Last month, the American Chemistry Council sent a letter to Jacob Lew, Director of the Office of Managmenet and Budget, calling on OMB to “take greater responsibility in the coordination and review of chemical safety assessments” and to “require EPA to submit all ongoing EPA IRIS assessments to the NAS for independent review.” The letter was the latest industry attack on the Integrated Risk Information System (IRIS), the EPA’s primary toxicological database. IRIS assessments of chemicals are used in regulatory decisions to protect the public, safety decisions by industry, and as evidence offered in litigation.

Today CPR President Rena Steinzor and Member Scholar Wendy Wagner wrote to Lew to rebut the ACC’s arguments, and to urge OMB not to take an inappropriate role in scientific assessments:

ACC’s request that OMB play a larger role in the scientific work of conducting IRIS assessments is a thinly veiled attempt to slow the IRIS process and thereby prevent EPA from promulgating rules that will directly benefit public health and improve the quality of life for millions of Americans. Not only will these requested delays create more work for any agency involved, including OMB, but this unnecessary review will significantly increase the costs of regulating by hundreds of thousands, if not millions, of dollars for each new IRIS assessment.
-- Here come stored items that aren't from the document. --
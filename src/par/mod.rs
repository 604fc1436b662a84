//! PARC directory-tree archives.
//!
//! An archive is held as a flat arena of [`ParNode`]s indexed by [`NodeId`].
//! Node 0 is the root folder, which is folder 0 on disk. Children are kept in
//! insertion order, the order in which [`writer`] assigns record indices.

pub mod reader;
pub mod writer;

pub use reader::{ParReadOptions, read_par};
pub use writer::{ParWriteOptions, write_par};

use crate::compression::sllz;
use crate::error::{ArchiveError, Result};
use crate::path::entry_path;
use log::{debug, info};
use std::borrow::Cow;
use std::collections::HashMap;
use std::fs::{self, File};
use std::io::{BufWriter, Cursor, Write};
use std::path::{Path, PathBuf};
use std::time::{SystemTime, UNIX_EPOCH};
use walkdir::WalkDir;

pub const PARC_MAGIC: &[u8; 4] = b"PARC";

/// Size of every folder and file name slot.
pub const NAME_SLOT_SIZE: usize = 0x40;
pub const BLOCK_SIZE: u64 = 2048;

pub const DEFAULT_FOLDER_ATTRIBUTES: i32 = 0x10;
pub const DEFAULT_FILE_ATTRIBUTES: i32 = 0x20;

pub(crate) const COMPRESSED_FLAG: u32 = 0x8000_0000;
pub(crate) const OFFSET_MASK: u64 = 0x00FF_FFFF_FFFF_FFFF;

pub type NodeId = usize;

#[derive(Debug, Clone, Copy, PartialEq, Eq)]
pub struct ParHeader {
    pub platform_id: u8,
    /// 0 switches every field after this byte to little endian.
    pub endianness: u8,
    pub size_extended: u8,
    pub relocated: u8,
    pub version: i32,
    pub data_size: i32,
}

impl Default for ParHeader {
    fn default() -> Self {
        Self {
            platform_id: 2,
            endianness: 1,
            size_extended: 0,
            relocated: 0,
            version: 0x0002_0001,
            data_size: 0,
        }
    }
}

impl ParHeader {
    pub fn is_little_endian(&self) -> bool {
        self.endianness == 0
    }
}

#[derive(Debug, Clone)]
pub struct ParFile {
    /// Bytes as stored in the archive; an SLLZ stream when `is_compressed`.
    pub data: Vec<u8>,
    pub is_compressed: bool,
    pub decompressed_size: u32,
    pub attributes: i32,
    /// Seconds since the Unix epoch.
    pub timestamp: u64,
    /// Cleared for payloads read from an archive so they are written back
    /// as they were.
    pub can_be_compressed: bool,
}

impl ParFile {
    pub fn new(data: Vec<u8>) -> Self {
        Self {
            decompressed_size: data.len() as u32,
            data,
            is_compressed: false,
            attributes: DEFAULT_FILE_ATTRIBUTES,
            timestamp: now_timestamp(),
            can_be_compressed: true,
        }
    }

    pub fn with_timestamp(mut self, timestamp: u64) -> Self {
        self.timestamp = timestamp;
        self
    }

    /// The decompressed payload.
    pub fn contents(&self) -> Result<Cow<'_, [u8]>> {
        if self.is_compressed {
            Ok(Cow::Owned(sllz::decompress(&self.data)?))
        } else {
            Ok(Cow::Borrowed(&self.data))
        }
    }
}

/// A `.par` file expanded into the tree. Its children are the children of
/// the nested root folder.
#[derive(Debug, Clone)]
pub struct NestedArchive {
    pub header: ParHeader,
    pub root_name: String,
    pub root_attributes: i32,
    /// File record attributes of the `.par` file itself.
    pub attributes: i32,
    pub timestamp: u64,
}

#[derive(Debug, Clone)]
pub enum NodeKind {
    Folder { attributes: i32 },
    File(ParFile),
    Nested(NestedArchive),
}

#[derive(Debug, Clone)]
pub struct ParNode {
    pub name: String,
    pub kind: NodeKind,
    pub parent: Option<NodeId>,
    pub children: Vec<NodeId>,
}

impl ParNode {
    pub fn is_container(&self) -> bool {
        !matches!(self.kind, NodeKind::File(_))
    }

    pub fn as_file(&self) -> Option<&ParFile> {
        match &self.kind {
            NodeKind::File(file) => Some(file),
            _ => None,
        }
    }
}

#[derive(Debug, Clone)]
pub struct ParArchive {
    pub header: ParHeader,
    nodes: Vec<ParNode>,
}

impl Default for ParArchive {
    fn default() -> Self {
        Self::new()
    }
}

impl ParArchive {
    pub fn new() -> Self {
        Self::with_root(ParHeader::default(), "", DEFAULT_FOLDER_ATTRIBUTES)
    }

    pub fn with_root(header: ParHeader, root_name: &str, root_attributes: i32) -> Self {
        Self {
            header,
            nodes: vec![ParNode {
                name: root_name.to_string(),
                kind: NodeKind::Folder {
                    attributes: root_attributes,
                },
                parent: None,
                children: Vec::new(),
            }],
        }
    }

    pub fn root(&self) -> NodeId {
        0
    }

    pub fn node(&self, id: NodeId) -> &ParNode {
        &self.nodes[id]
    }

    pub fn node_mut(&mut self, id: NodeId) -> &mut ParNode {
        &mut self.nodes[id]
    }

    pub fn children(&self, id: NodeId) -> &[NodeId] {
        &self.nodes[id].children
    }

    pub fn add_folder(&mut self, parent: NodeId, name: &str) -> Result<NodeId> {
        self.push_node(
            parent,
            name,
            NodeKind::Folder {
                attributes: DEFAULT_FOLDER_ATTRIBUTES,
            },
        )
    }

    pub fn add_file(&mut self, parent: NodeId, name: &str, file: ParFile) -> Result<NodeId> {
        self.push_node(parent, name, NodeKind::File(file))
    }

    pub fn add_node(&mut self, parent: NodeId, name: &str, kind: NodeKind) -> Result<NodeId> {
        self.push_node(parent, name, kind)
    }

    fn push_node(&mut self, parent: NodeId, name: &str, kind: NodeKind) -> Result<NodeId> {
        match self.nodes.get(parent) {
            Some(node) if node.is_container() => {}
            Some(node) => {
                return Err(ArchiveError::InvalidFormat(format!(
                    "Cannot add '{}' below file '{}'",
                    name, node.name
                )));
            }
            None => {
                return Err(ArchiveError::FileNotFound(format!("node #{}", parent)));
            }
        }

        let id = self.nodes.len();
        self.nodes.push(ParNode {
            name: name.to_string(),
            kind,
            parent: Some(parent),
            children: Vec::new(),
        });
        self.nodes[parent].children.push(id);
        Ok(id)
    }

    /// Copies the children of `source_parent` in `source` below `parent`.
    pub(crate) fn graft(
        &mut self,
        parent: NodeId,
        source: &ParArchive,
        source_parent: NodeId,
    ) -> Result<()> {
        for &child in source.children(source_parent) {
            let node = source.node(child);
            let id = self.push_node(parent, &node.name, node.kind.clone())?;
            self.graft(id, source, child)?;
        }
        Ok(())
    }

    /// Copies the subtree below `node` into a standalone archive.
    pub(crate) fn subtree(
        &self,
        node: NodeId,
        header: ParHeader,
        root_name: &str,
        root_attributes: i32,
    ) -> Result<Self> {
        let mut archive = Self::with_root(header, root_name, root_attributes);
        archive.graft(0, self, node)?;
        Ok(archive)
    }

    /// Resolves a `/`- or `\`-separated path below the root, ignoring case.
    /// Empty and `.` components are skipped.
    pub fn find(&self, path: &str) -> Option<NodeId> {
        let mut current = self.root();
        for part in path.split(['/', '\\']).filter(|p| !p.is_empty()) {
            let child = self.nodes[current]
                .children
                .iter()
                .find(|&&child| display_name(&self.nodes[child].name).eq_ignore_ascii_case(part));
            match child {
                Some(&child) => current = child,
                None if part == "." => {}
                None => return None,
            }
        }
        Some(current)
    }

    /// Path of a node below the root, `/`-separated. Unnamed folders show
    /// as `.`.
    pub fn path_of(&self, id: NodeId) -> String {
        let mut parts = Vec::new();
        let mut current = id;
        while let Some(parent) = self.nodes[current].parent {
            parts.push(display_name(&self.nodes[current].name));
            current = parent;
        }
        parts.reverse();
        parts.join("/")
    }

    /// Every file node with its path, depth first in child order.
    pub fn files(&self) -> Vec<(String, NodeId)> {
        let mut out = Vec::new();
        let mut stack = vec![self.root()];
        while let Some(id) = stack.pop() {
            let node = &self.nodes[id];
            if let NodeKind::File(_) = node.kind {
                out.push((self.path_of(id), id));
            }
            stack.extend(node.children.iter().rev());
        }
        out
    }

    /// Orders every child list by name, ignoring case.
    pub fn sort_children(&mut self) {
        for id in 0..self.nodes.len() {
            let mut children = std::mem::take(&mut self.nodes[id].children);
            children.sort_by_cached_key(|&child| self.nodes[child].name.to_lowercase());
            self.nodes[id].children = children;
        }
    }

    /// Builds a tree from a directory on disk. Directories named `*.par`
    /// are written back as nested archives.
    pub fn from_directory<P: AsRef<Path>>(path: P) -> Result<Self> {
        let root = path.as_ref();
        let mut archive = ParArchive::new();
        let mut ids: HashMap<PathBuf, NodeId> = HashMap::new();
        ids.insert(root.to_path_buf(), archive.root());

        for entry in WalkDir::new(root)
            .min_depth(1)
            .follow_links(false)
            .sort_by_file_name()
        {
            let entry = entry.map_err(|e| {
                let msg = e.to_string();
                ArchiveError::Io(
                    e.into_io_error()
                        .unwrap_or_else(|| std::io::Error::other(msg)),
                )
            })?;

            let parent_path = entry.path().parent().unwrap_or(root);
            let parent = *ids.get(parent_path).ok_or_else(|| {
                ArchiveError::FileNotFound(parent_path.display().to_string())
            })?;
            let name = entry.file_name().to_string_lossy();

            if entry.file_type().is_dir() {
                let id = archive.add_folder(parent, &name)?;
                ids.insert(entry.path().to_path_buf(), id);
            } else if entry.file_type().is_file() {
                let data = fs::read(entry.path())?;
                let mut file = ParFile::new(data);
                if let Some(since_epoch) = entry
                    .metadata()
                    .ok()
                    .and_then(|m| m.modified().ok())
                    .and_then(|t| t.duration_since(UNIX_EPOCH).ok())
                {
                    file.timestamp = since_epoch.as_secs();
                }
                debug!("Adding {} ({} bytes)", entry.path().display(), file.data.len());
                archive.add_file(parent, &name, file)?;
            }
        }

        Ok(archive)
    }

    pub fn open<P: AsRef<Path>>(path: P, options: &ParReadOptions) -> Result<Self> {
        let data = fs::read(path)?;
        read_par(&data, options)
    }

    pub fn from_bytes(data: &[u8], options: &ParReadOptions) -> Result<Self> {
        read_par(data, options)
    }

    pub fn to_bytes(&self, options: &ParWriteOptions) -> Result<Vec<u8>> {
        let mut out = Cursor::new(Vec::new());
        write_par(self, &mut out, options)?;
        Ok(out.into_inner())
    }

    pub fn save<P: AsRef<Path>>(&self, path: P, options: &ParWriteOptions) -> Result<()> {
        let mut out = BufWriter::new(File::create(path)?);
        write_par(self, &mut out, options)?;
        out.flush()?;
        Ok(())
    }

    /// Writes every file below `output_dir`, decompressing SLLZ payloads.
    /// Nested archives become directories.
    pub fn extract_to<P: AsRef<Path>>(&self, output_dir: P) -> Result<()> {
        let output_dir = output_dir.as_ref();
        for (path, id) in self.files() {
            let Some(file) = self.nodes[id].as_file() else {
                continue;
            };
            let output_path = output_dir.join(entry_path(&path)?);
            if let Some(parent) = output_path.parent() {
                fs::create_dir_all(parent)?;
            }
            let contents = file.contents()?;
            info!("Extracting: {} ({} bytes)", output_path.display(), contents.len());
            fs::write(&output_path, &contents)?;
        }
        Ok(())
    }
}

pub(crate) fn now_timestamp() -> u64 {
    SystemTime::now()
        .duration_since(UNIX_EPOCH)
        .map(|d| d.as_secs())
        .unwrap_or(0)
}

fn display_name(name: &str) -> &str {
    if name.is_empty() {
        "."
    } else {
        name
    }
}

pub(crate) fn is_par_name(name: &str) -> bool {
    let name = name.as_bytes();
    name.len() >= 4 && name[name.len() - 4..].eq_ignore_ascii_case(b".par")
}
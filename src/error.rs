use std::io;
use thiserror::Error;

#[derive(Error, Debug)]
pub enum ArchiveError {
    #[error("IO error: {0}")]
    Io(#[source] io::Error),

    #[error("Invalid {0} signature")]
    InvalidSignature(&'static str),

    #[error("Invalid UTF signature")]
    InvalidUtfSignature,

    #[error("File not found: {0}")]
    FileNotFound(String),

    #[error("Invalid archive format: {0}")]
    InvalidFormat(String),

    #[error("Unexpected end of data: {0}")]
    Truncated(String),

    #[error("Compression error: {0}")]
    Compression(String),

    #[error("Compressed output exceeds capacity: {0}")]
    Capacity(String),

    #[error("Parse error: {0}")]
    Parse(String),

    #[error("Unsupported feature: {0}")]
    Unsupported(String),
}

impl From<io::Error> for ArchiveError {
    fn from(err: io::Error) -> Self {
        match err.kind() {
            io::ErrorKind::UnexpectedEof => ArchiveError::Truncated(err.to_string()),
            _ => ArchiveError::Io(err),
        }
    }
}

pub type Result<T> = std::result::Result<T, ArchiveError>;
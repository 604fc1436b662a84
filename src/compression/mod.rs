//! Codecs for the compressed payloads found inside CPK and PAR archives.

pub mod crilayla;
pub mod sllz;

pub use crilayla::{decompress_crilayla, is_crilayla};
pub use sllz::{SllzOptions, SllzVersion};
Steinzor and Wagner also argued that review of IRIS assessments by the National Academy of Sciences (NAS) would serve to delay assessments:

Contrary to ACC’s implications, perfection in an IRIS assessment will not be achieved through recurring NAS review. The science of toxicology is inherently uncertain and reasonable scientists will have different interpretations of the available data. More research will always be possible. That is why Congress empowered EPA to act with precaution to protect the public and the environment from toxic chemicals. If EPA had to obtain two rounds of NAS review for each and every IRIS assessment, as ACC requests for the next two years, the agency would fall even further behind in promulgating required rules, which would directly result in the loss of millions of dollars and human lives.

The full letter is here.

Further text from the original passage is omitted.